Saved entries
┌──
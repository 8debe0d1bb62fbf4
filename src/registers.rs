//! Register map definitions for the MPU-6000.
#![allow(unused_parens)]

use modular_bitfield::prelude::*;

use crate::params::{AccelRange, ClockSource, DlpfConfig, GyroRange};

/// Register address of `PRODUCT_ID`.
pub const REG_PRODUCT_ID: u8 = 0x0C;
/// Register address of `SMPLRT_DIV`.
pub const REG_SMPLRT_DIV: u8 = 0x19;
/// Register address of `CONFIG`.
pub const REG_CONFIG: u8 = 0x1A;
/// Register address of `GYRO_CONFIG`.
pub const REG_GYRO_CONFIG: u8 = 0x1B;
/// Register address of `ACCEL_CONFIG`.
pub const REG_ACCEL_CONFIG: u8 = 0x1C;
/// Register address of `INT_PIN_CFG`.
pub const REG_INT_PIN_CFG: u8 = 0x37;
/// Register address of `INT_ENABLE`.
pub const REG_INT_ENABLE: u8 = 0x38;
/// Register address of `INT_STATUS`.
pub const REG_INT_STATUS: u8 = 0x3A;
/// Register address of `ACCEL_XOUT_H`.
pub const REG_ACCEL_XOUT_H: u8 = 0x3B;
/// Register address of `TEMP_OUT_H`.
pub const REG_TEMP_OUT_H: u8 = 0x41;
/// Register address of `GYRO_XOUT_H`.
pub const REG_GYRO_XOUT_H: u8 = 0x43;
/// Register address of `USER_CTRL`.
pub const REG_USER_CTRL: u8 = 0x6A;
/// Register address of `PWR_MGMT_1`.
pub const REG_PWR_MGMT_1: u8 = 0x6B;
/// Register address of `PWR_MGMT_2`.
pub const REG_PWR_MGMT_2: u8 = 0x6C;
/// Register address of `WHO_AM_I`.
pub const REG_WHO_AM_I: u8 = 0x75;

/// Value reported by `WHO_AM_I` on a genuine MPU-6000.
pub const EXPECTED_WHO_AM_I: u8 = 0x68;
/// Flag OR-ed into the register address for SPI reads.
pub const SPI_READ_FLAG: u8 = 0x80;
/// Number of bytes spanning accel, temperature and gyro output registers.
pub const SENSOR_DATA_BYTES: usize = 14;

/// Metadata exposed by every register value type.
pub trait Register {
    /// Raw storage backing the register payload.
    type Raw: Copy;
    /// Register address as documented in the datasheet.
    const ADDRESS: u8;
}

/// Bitfield representation of the `CONFIG` register (address `0x1A`).
#[bitfield]
#[derive(Debug, Clone, Copy, PartialEq, Eq)]
pub struct Configuration {
    // Digital low-pass filter selection (bits 2:0).
    pub dlpf: DlpfConfig,
    // FSYNC sampling location (bits 5:3).
    pub ext_sync_set: B3,
    #[skip]
    __: B2,
}

/// Bitfield representation of the `GYRO_CONFIG` register (address `0x1B`).
#[bitfield]
#[derive(Debug, Clone, Copy, PartialEq, Eq)]
pub struct GyroConfig {
    #[skip]
    __: B3,
    // Full-scale selection (bits 4:3).
    pub full_scale: GyroRange,
    // Self-test triggers for X, Y, Z (bits 7:5).
    pub self_test: B3,
}

/// Bitfield representation of the `ACCEL_CONFIG` register (address `0x1C`).
#[bitfield]
#[derive(Debug, Clone, Copy, PartialEq, Eq)]
pub struct AccelConfig {
    #[skip]
    __: B3,
    // Full-scale selection (bits 4:3).
    pub full_scale: AccelRange,
    // Self-test triggers for X, Y, Z (bits 7:5).
    pub self_test: B3,
}

/// Bitfield representation of the `INT_PIN_CFG` register (address `0x37`).
#[bitfield]
#[derive(Debug, Clone, Copy, PartialEq, Eq)]
pub struct InterruptPinConfig {
    #[skip]
    __: B1,
    // Auxiliary I2C bypass (bit 1).
    pub i2c_bypass: bool,
    // FSYNC interrupt enable and level (bits 3:2).
    pub fsync: B2,
    // Any read clears the interrupt status (bit 4).
    pub read_clear: bool,
    // Hold INT high until cleared (bit 5).
    pub latch: bool,
    // Open-drain output (bit 6).
    pub open_drain: bool,
    // Active-low output (bit 7).
    pub active_low: bool,
}

/// Bitfield representation of `INT_ENABLE` (`0x38`) and `INT_STATUS` (`0x3A`).
#[bitfield]
#[derive(Debug, Clone, Copy, PartialEq, Eq)]
pub struct Interrupts {
    // Raw data ready (bit 0).
    pub data_ready: bool,
    // Reserved bits reported on some parts (bits 2:1).
    pub reserved: B2,
    // Auxiliary I2C master interrupt (bit 3).
    pub i2c_master: bool,
    // FIFO overflow (bit 4).
    pub fifo_overflow: bool,
    #[skip]
    __: B3,
}

/// Bitfield representation of the `USER_CTRL` register (address `0x6A`).
#[bitfield]
#[derive(Debug, Clone, Copy, PartialEq, Eq)]
pub struct UserControl {
    // Reset signal paths and sensor registers (bit 0).
    pub signal_reset: bool,
    // Reset the auxiliary I2C master (bit 1).
    pub i2c_master_reset: bool,
    // Reset the FIFO (bit 2).
    pub fifo_reset: bool,
    #[skip]
    __: B1,
    // Disable the primary I2C interface, SPI only (bit 4).
    pub i2c_if_disable: bool,
    // Enable the auxiliary I2C master (bit 5).
    pub i2c_master_enable: bool,
    // Enable the FIFO (bit 6).
    pub fifo_enable: bool,
    #[skip]
    __: B1,
}

/// Bitfield representation of the `PWR_MGMT_1` register (address `0x6B`).
#[bitfield]
#[derive(Debug, Clone, Copy, PartialEq, Eq)]
pub struct PowerManagement1 {
    // Clock source selection (bits 2:0).
    pub clock_source: ClockSource,
    // Temperature sensor disable (bit 3).
    pub temp_disable: bool,
    #[skip]
    __: B1,
    // Cycle between sleep and single samples (bit 5).
    pub cycle: bool,
    // Sleep mode (bit 6).
    pub sleep: bool,
    // Device reset, self-clearing (bit 7).
    pub device_reset: bool,
}

macro_rules! byte_register {
    ($ty:ty, $address:expr) => {
        impl From<u8> for $ty {
            fn from(value: u8) -> Self {
                Self::from_bytes([value])
            }
        }

        impl From<$ty> for u8 {
            fn from(value: $ty) -> Self {
                value.into_bytes()[0]
            }
        }

        impl Register for $ty {
            type Raw = u8;
            const ADDRESS: u8 = $address;
        }
    };
}

byte_register!(Configuration, REG_CONFIG);
byte_register!(GyroConfig, REG_GYRO_CONFIG);
byte_register!(AccelConfig, REG_ACCEL_CONFIG);
byte_register!(InterruptPinConfig, REG_INT_PIN_CFG);
byte_register!(Interrupts, REG_INT_ENABLE);
byte_register!(UserControl, REG_USER_CTRL);
byte_register!(PowerManagement1, REG_PWR_MGMT_1);

impl Interrupts {
    /// Returns `true` when the status byte carries nothing beyond data-ready and reserved bits.
    pub fn is_plausible_status(self) -> bool {
        !self.i2c_master() && !self.fifo_overflow() && u8::from(self) & 0xE0 == 0
    }
}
└──
## WHAT YOU HAVE TO DO
All the records above need to be output exactly, with none omitted.

## TASK OUTPUT
repository 8debe0d1bb62fbf4
filename src/registers.rs
//! Register map definitions for the MPU-6000.
#![allow(unused_parens)]

use modular_bitfield::prelude::*;

use crate::params::{AccelRange, ClockSource, DlpfConfig, GyroRange};

/// Register address of `PRODUCT_ID`.
pub const REG_PRODUCT_ID: u8 = 0x0C;
/// Register address of `SMPLRT_DIV`.
pub const REG_SMPLRT_DIV: u8 = 0x19;
/// Register address of `CONFIG`.
pub const REG_CONFIG: u8 = 0x1A;
/// Register address of `GYRO_CONFIG`.
pub const REG_GYRO_CONFIG: u8 = 0x1B;
/// Register address of `ACCEL_CONFIG`.
pub const REG_ACCEL_CONFIG: u8 = 0x1C;
/// Register address of `INT_PIN_CFG`.
pub const REG_INT_PIN_CFG: u8 = 0x37;
/// Register address of `INT_ENABLE`.
pub const REG_INT_ENABLE: u8 = 0x38;
/// Register address of `INT_STATUS`.
pub const REG_INT_STATUS: u8 = 0x3A;
/// Register address of `ACCEL_XOUT_H`.
pub const REG_ACCEL_XOUT_H: u8 = 0x3B;
/// Register address of `TEMP_OUT_H`.
pub const REG_TEMP_OUT_H: u8 = 0x41;
/// Register address of `GYRO_XOUT_H`.
pub const REG_GYRO_XOUT_H: u8 = 0x43;
/// Register address of `USER_CTRL`.
pub const REG_USER_CTRL: u8 = 0x6A;
/// Register address of `PWR_MGMT_1`.
pub const REG_PWR_MGMT_1: u8 = 0x6B;
/// Register address of `PWR_MGMT_2`.
pub const REG_PWR_MGMT_2: u8 = 0x6C;
/// Register address of `WHO_AM_I`.
pub const REG_WHO_AM_I: u8 = 0x75;

/// Value reported by `WHO_AM_I` on a genuine MPU-6000.
pub const EXPECTED_WHO_AM_I: u8 = 0x68;
/// Flag OR-ed into the register address for SPI reads.
pub const SPI_READ_FLAG: u8 = 0x80;
/// Number of bytes spanning accel, temperature and gyro output registers.
pub const SENSOR_DATA_BYTES: usize = 14;

/// Metadata exposed by every register value type.
pub trait Register {
    /// Raw storage backing the register payload.
    type Raw: Copy;
    /// Register address as documented in the datasheet.
    const ADDRESS: u8;
}

/// Bitfield representation of the `CONFIG` register (address `0x1A`).
#[bitfield]
#[derive(Debug, Clone, Copy, PartialEq, Eq)]
pub struct Configuration {
    // Digital low-pass filter selection (bits 2:0).
    pub dlpf: DlpfConfig,
    // FSYNC sampling location (bits 5:3).
    pub ext_sync_set: B3,
    #[skip]
    __: B2,
}

/// Bitfield representation of the `GYRO_CONFIG` register (address `0x1B`).
#[bitfield]
#[derive(Debug, Clone, Copy, PartialEq, Eq)]
pub struct GyroConfig {
    #[skip]
    __: B3,
    // Full-scale selection (bits 4:3).
    pub full_scale: GyroRange,
    // Self-test triggers for X, Y, Z (bits 7:5).
    pub self_test: B3,
}

/// Bitfield representation of the `ACCEL_CONFIG` register (address `0x1C`).
#[bitfield]
#[derive(Debug, Clone, Copy, PartialEq, Eq)]
pub struct AccelConfig {
    #[skip]
    __: B3,
    // Full-scale selection (bits 4:3).
    pub full_scale: AccelRange,
    // Self-test triggers for X, Y, Z (bits 7:5).
    pub self_test: B3,
}

/// Bitfield representation of the `INT_PIN_CFG` register (address `0x37`).
#[bitfield]
#[derive(Debug, Clone, Copy, PartialEq, Eq)]
pub struct InterruptPinConfig {
    #[skip]
    __: B1,
    // Auxiliary I2C bypass (bit 1).
    pub i2c_bypass: bool,
    // FSYNC interrupt enable and level (bits 3:2).
    pub fsync: B2,
    // Any read clears the interrupt status (bit 4).
    pub read_clear: bool,
    // Hold INT high until cleared (bit 5).
    pub latch: bool,
    // Open-drain output (bit 6).
    pub open_drain: bool,
    // Active-low output (bit 7).
    pub active_low: bool,
}

/// Bitfield representation of `INT_ENABLE` (`0x38`) and `INT_STATUS` (`0x3A`).
#[bitfield]
#[derive(Debug, Clone, Copy, PartialEq, Eq)]
pub struct Interrupts {
    // Raw data ready (bit 0).
    pub data_ready: bool,
    // Reserved bits reported on some parts (bits 2:1).
    pub reserved: B2,
    // Auxiliary I2C master interrupt (bit 3).
    pub i2c_master: bool,
    // FIFO overflow (bit 4).
    pub fifo_overflow: bool,
    #[skip]
    __: B3,
}

/// Bitfield representation of the `USER_CTRL` register (address `0x6A`).
#[bitfield]
#[derive(Debug, Clone, Copy, PartialEq, Eq)]
pub struct UserControl {
    // Reset signal paths and sensor registers (bit 0).
    pub signal_reset: bool,
    // Reset the auxiliary I2C master (bit 1).
    pub i2c_master_reset: bool,
    // Reset the FIFO (bit 2).
    pub fifo_reset: bool,
    #[skip]
    __: B1,
    // Disable the primary I2C interface, SPI only (bit 4).
    pub i2c_if_disable: bool,
    // Enable the auxiliary I2C master (bit 5).
    pub i2c_master_enable: bool,
    // Enable the FIFO (bit 6).
    pub fifo_enable: bool,
    #[skip]
    __: B1,
}

/// Bitfield representation of the `PWR_MGMT_1` register (address `0x6B`).
#[bitfield]
#[derive(Debug, Clone, Copy, PartialEq, Eq)]
pub struct PowerManagement1 {
    // Clock source selection (bits 2:0).
    pub clock_source: ClockSource,
    // Temperature sensor disable (bit 3).
    pub temp_disable: bool,
    #[skip]
    __: B1,
    // Cycle between sleep and single samples (bit 5).
    pub cycle: bool,
    // Sleep mode (bit 6).
    pub sleep: bool,
    // Device reset, self-clearing (bit 7).
    pub device_reset: bool,
}

macro_rules! byte_register {
    ($ty:ty, $address:expr) => {
        impl From<u8> for $ty {
            fn from(value: u8) -> Self {
                Self::from_bytes([value])
            }
        }

        impl From<$ty> for u8 {
            fn from(value: $ty) -> Self {
                value.into_bytes()[0]
            }
        }

        impl Register for $ty {
            type Raw = u8;
            const ADDRESS: u8 = $address;
        }
    };
}

byte_register!(Configuration, REG_CONFIG);
byte_register!(GyroConfig, REG_GYRO_CONFIG);
byte_register!(AccelConfig, REG_ACCEL_CONFIG);
byte_register!(InterruptPinConfig, REG_INT_PIN_CFG);
byte_register!(Interrupts, REG_INT_ENABLE);
byte_register!(UserControl, REG_USER_CTRL);
byte_register!(PowerManagement1, REG_PWR_MGMT_1);

impl Interrupts {
    /// Returns `true` when the status byte carries nothing beyond data-ready and reserved bits.
    pub fn is_plausible_status(self) -> bool {
        !self.i2c_master() && !self.fifo_overflow() && u8::from(self) & 0xE0 == 0
    }
}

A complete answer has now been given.